**Exercise details:** The entries below contain a line with "ZIP headers store" and a line with "Unix time of". Retype exactly everything from the first down to the second, both included, and nothing else.
---------- Information supplied ----------
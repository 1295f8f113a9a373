//! MS-DOS timestamp handling.
//!
//! ZIP headers store modification times as MS-DOS date/time pairs:
//! - local time with no time zone
//! - years 1980 through 2107
//! - two-second resolution
//!
//! This crate treats DOS times as UTC when converting to and from
//! [`SystemTime`], which is what most ZIP writers on Unix do.
//!
//! # Example
//!
//! ```rust
//! use zipsession::Timestamp;
//!
//! let ts = Timestamp::from_parts(2024, 2, 29, 13, 45, 31).unwrap();
//! assert_eq!(ts.second(), 30); // rounded down to even seconds
//! assert_eq!(Timestamp::from_dos(ts.dos_date(), ts.dos_time()), Some(ts));
//! ```

use std::fmt;
use std::time::{Duration, SystemTime, UNIX_EPOCH};

/// First year representable in a DOS date.
pub const DOS_EPOCH_YEAR: u16 = 1980;

/// Last year representable in a DOS date (7-bit year offset).
pub const DOS_MAX_YEAR: u16 = DOS_EPOCH_YEAR + 127;

const SECS_PER_DAY: i64 = 86_400;

/// Unix time of [`Timestamp::DOS_EPOCH`].
const DOS_EPOCH_UNIX_SECS: i64 = 315_532_800;

/// A ZIP entry modification time.
///
/// Ordering follows calendar order.
#[derive(Debug, Clone, Copy, PartialEq, Eq, PartialOrd, Ord, Hash)]
pub struct Timestamp {
    year: u16,
    month: u8,
    day: u8,
    hour: u8,
    minute: u8,
    second: u8,
}

impl Timestamp {
    /// 1980-01-01 00:00:00, the earliest DOS time.
    pub const DOS_EPOCH: Timestamp = Timestamp {
        year: DOS_EPOCH_YEAR,
        month: 1,
        day: 1,
        hour: 0,
        minute: 0,
        second: 0,
    };

    /// Creates a timestamp from calendar fields.
    ///
    /// Seconds are rounded down to the DOS two-second resolution. Returns
    /// `None` if any field is out of range or the year cannot be stored.
    pub fn from_parts(
        year: u16,
        month: u8,
        day: u8,
        hour: u8,
        minute: u8,
        second: u8,
    ) -> Option<Self> {
        if !(DOS_EPOCH_YEAR..=DOS_MAX_YEAR).contains(&year)
            || !(1..=12).contains(&month)
            || day == 0
            || day > days_in_month(year, month)
            || hour > 23
            || minute > 59
            || second > 59
        {
            return None;
        }
        Some(Self {
            year,
            month,
            day,
            hour,
            minute,
            second: second & !1,
        })
    }

    /// Decodes a DOS date/time pair as stored in ZIP headers.
    pub fn from_dos(date: u16, time: u16) -> Option<Self> {
        Self::from_parts(
            DOS_EPOCH_YEAR + (date >> 9),
            ((date >> 5) & 0x0F) as u8,
            (date & 0x1F) as u8,
            (time >> 11) as u8,
            ((time >> 5) & 0x3F) as u8,
            ((time & 0x1F) * 2) as u8,
        )
    }

    /// Creates a timestamp from Unix seconds, treating DOS time as UTC.
    ///
    /// Returns `None` outside the DOS range.
    pub fn from_unix_secs(secs: i64) -> Option<Self> {
        let days = secs.div_euclid(SECS_PER_DAY);
        let rem = secs.rem_euclid(SECS_PER_DAY);
        let (year, month, day) = civil_from_days(days);
        let year = u16::try_from(year).ok()?;
        Self::from_parts(
            year,
            month,
            day,
            (rem / 3600) as u8,
            ((rem % 3600) / 60) as u8,
            (rem % 60) as u8,
        )
    }

    /// Creates a timestamp from a `SystemTime`, clamping to the DOS range.
    pub fn from_system_time(time: SystemTime) -> Self {
        let secs = match time.duration_since(UNIX_EPOCH) {
            Ok(d) => i64::try_from(d.as_secs()).unwrap_or(i64::MAX),
            Err(_) => return Self::DOS_EPOCH,
        };
        if secs < DOS_EPOCH_UNIX_SECS {
            return Self::DOS_EPOCH;
        }
        Self::from_unix_secs(secs).unwrap_or_else(Self::max_value)
    }

    /// The current time, as written for entries added without an explicit time.
    pub fn now() -> Self {
        Self::from_system_time(SystemTime::now())
    }

    /// 2107-12-31 23:59:58, the latest DOS time.
    pub fn max_value() -> Self {
        Self {
            year: DOS_MAX_YEAR,
            month: 12,
            day: 31,
            hour: 23,
            minute: 59,
            second: 58,
        }
    }

    /// Returns seconds since the Unix epoch, treating DOS time as UTC.
    pub fn as_unix_secs(&self) -> i64 {
        let days = days_from_civil(self.year as i64, self.month, self.day);
        days * SECS_PER_DAY
            + self.hour as i64 * 3600
            + self.minute as i64 * 60
            + self.second as i64
    }

    /// Converts to a `SystemTime`.
    pub fn as_system_time(&self) -> SystemTime {
        // Every DOS time is after 1970, so the offset is never negative.
        UNIX_EPOCH + Duration::from_secs(self.as_unix_secs().max(0) as u64)
    }

    /// Packed DOS date field.
    pub fn dos_date(&self) -> u16 {
        ((self.year - DOS_EPOCH_YEAR) << 9) | ((self.month as u16) << 5) | self.day as u16
    }

    /// Packed DOS time field.
    pub fn dos_time(&self) -> u16 {
        ((self.hour as u16) << 11) | ((self.minute as u16) << 5) | (self.second as u16 / 2)
    }

    /// Calendar year.
    pub fn year(&self) -> u16 {
        self.year
    }

    /// Month, 1-12.
    pub fn month(&self) -> u8 {
        self.month
    }

    /// Day of month, 1-31.
    pub fn day(&self) -> u8 {
        self.day
    }

    /// Hour, 0-23.
    pub fn hour(&self) -> u8 {
        self.hour
    }

    /// Minute, 0-59.
    pub fn minute(&self) -> u8 {
        self.minute
    }

    /// Second, always even.
    pub fn second(&self) -> u8 {
        self.second
    }
}

impl Default for Timestamp {
    fn default() -> Self {
        Self::DOS_EPOCH
    }
}

impl From<Timestamp> for SystemTime {
    fn from(ts: Timestamp) -> SystemTime {
        ts.as_system_time()
    }
}

impl fmt::Display for Timestamp {
    fn fmt(&self, f: &mut fmt::Formatter<'_>) -> fmt::Result {
        write!(
            f,
            "{:04}-{:02}-{:02} {:02}:{:02}:{:02}",
            self.year, self.month, self.day, self.hour, self.minute, self.second
        )
    }
}

fn is_leap_year(year: u16) -> bool {
    (year % 4 == 0 && year % 100 != 0) || year % 400 == 0
}

fn days_in_month(year: u16, month: u8) -> u8 {
    match month {
        2 if is_leap_year(year) => 29,
        2 => 28,
        4 | 6 | 9 | 11 => 30,
        _ => 31,
    }
}

// Howard Hinnant's days_from_civil / civil_from_days.
fn days_from_civil(year: i64, month: u8, day: u8) -> i64 {
    let y = if month <= 2 { year - 1 } else { year };
    let era = y.div_euclid(400);
    let yoe = y - era * 400;
    let m = month as i64;
    let doy = (153 * (if m > 2 { m - 3 } else { m + 9 }) + 2) / 5 + day as i64 - 1;
    let doe = yoe * 365 + yoe / 4 - yoe / 100 + doy;
    era * 146_097 + doe - 719_468
}

fn civil_from_days(days: i64) -> (i64, u8, u8) {
    let z = days + 719_468;
    let era = z.div_euclid(146_097);
    let doe = z - era * 146_097;
    let yoe = (doe - doe / 1460 + doe / 36_524 - doe / 146_096) / 365;
    let doy = doe - (365 * yoe + yoe / 4 - yoe / 100);
    let mp = (5 * doy + 2) / 153;
    let day = (doy - (153 * mp + 2) / 5 + 1) as u8;
    let month = (if mp < 10 { mp + 3 } else { mp - 9 }) as u8;
    let year = yoe + era * 400 + i64::from(month <= 2);
    (year, month, day)
}

#[cfg(test)]
mod tests {
    use super::*;

    #[test]
    fn test_dos_epoch() {
        let ts = Timestamp::DOS_EPOCH;
        assert_eq!(ts.as_unix_secs(), 315_532_800);
        assert_eq!(ts.dos_date(), 0x0021);
        assert_eq!(ts.dos_time(), 0);
        assert_eq!(Timestamp::default(), ts);
    }

    #[test]
    fn test_from_parts_validation() {
        assert!(Timestamp::from_parts(1979, 12, 31, 0, 0, 0).is_none());
        assert!(Timestamp::from_parts(2108, 1, 1, 0, 0, 0).is_none());
        assert!(Timestamp::from_parts(2023, 2, 29, 0, 0, 0).is_none());
        assert!(Timestamp::from_parts(2024, 2, 29, 0, 0, 0).is_some());
        assert!(Timestamp::from_parts(2024, 13, 1, 0, 0, 0).is_none());
        assert!(Timestamp::from_parts(2024, 1, 1, 24, 0, 0).is_none());
    }

    #[test]
    fn test_two_second_resolution() {
        let ts = Timestamp::from_parts(2020, 6, 15, 10, 20, 59).unwrap();
        assert_eq!(ts.second(), 58);
    }

    #[test]
    fn test_dos_round_trip() {
        let ts = Timestamp::from_parts(2021, 11, 3, 17, 4, 42).unwrap();
        let back = Timestamp::from_dos(ts.dos_date(), ts.dos_time()).unwrap();
        assert_eq!(ts, back);
        assert_eq!(back.to_string(), "2021-11-03 17:04:42");
    }

    #[test]
    fn test_unix_conversion() {
        // 2009-02-13 23:31:30 UTC
        let ts = Timestamp::from_unix_secs(1_234_567_890).unwrap();
        assert_eq!(
            (ts.year(), ts.month(), ts.day(), ts.hour(), ts.minute(), ts.second()),
            (2009, 2, 13, 23, 31, 30)
        );
        assert_eq!(ts.as_unix_secs(), 1_234_567_890);
        assert!(Timestamp::from_unix_secs(0).is_none());
    }

    #[test]
    fn test_system_time_clamps() {
        assert_eq!(Timestamp::from_system_time(UNIX_EPOCH), Timestamp::DOS_EPOCH);
        let seventies = UNIX_EPOCH + Duration::from_secs(200_000_000);
        assert_eq!(Timestamp::from_system_time(seventies), Timestamp::DOS_EPOCH);
        let before = UNIX_EPOCH - Duration::from_secs(60);
        assert_eq!(Timestamp::from_system_time(before), Timestamp::DOS_EPOCH);
        let epoch = UNIX_EPOCH + Duration::from_secs(DOS_EPOCH_UNIX_SECS as u64);
        assert_eq!(Timestamp::from_system_time(epoch), Timestamp::DOS_EPOCH);
        let far = UNIX_EPOCH + Duration::from_secs(10_000_000_000);
        assert_eq!(Timestamp::from_system_time(far), Timestamp::max_value());
    }

    #[test]
    fn test_ordering() {
        let a = Timestamp::from_parts(2020, 1, 1, 0, 0, 0).unwrap();
        let b = Timestamp::from_parts(2020, 1, 1, 0, 0, 2).unwrap();
        assert!(a < b);
    }
}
----------
**Solved problem:**
//! ZIP headers store modification times as MS-DOS date/time pairs:
//! - local time with no time zone
//! - years 1980 through 2107
//! - two-second resolution
//!
//! This crate treats DOS times as UTC when converting to and from
//! [`SystemTime`], which is what most ZIP writers on Unix do.
//!
//! # Example
//!
//! ```rust
//! use zipsession::Timestamp;
//!
//! let ts = Timestamp::from_parts(2024, 2, 29, 13, 45, 31).unwrap();
//! assert_eq!(ts.second(), 30); // rounded down to even seconds
//! assert_eq!(Timestamp::from_dos(ts.dos_date(), ts.dos_time()), Some(ts));
//! ```

use std::fmt;
use std::time::{Duration, SystemTime, UNIX_EPOCH};

/// First year representable in a DOS date.
pub const DOS_EPOCH_YEAR: u16 = 1980;

/// Last year representable in a DOS date (7-bit year offset).
pub const DOS_MAX_YEAR: u16 = DOS_EPOCH_YEAR + 127;

const SECS_PER_DAY: i64 = 86_400;

/// Unix time of [`Timestamp::DOS_EPOCH`].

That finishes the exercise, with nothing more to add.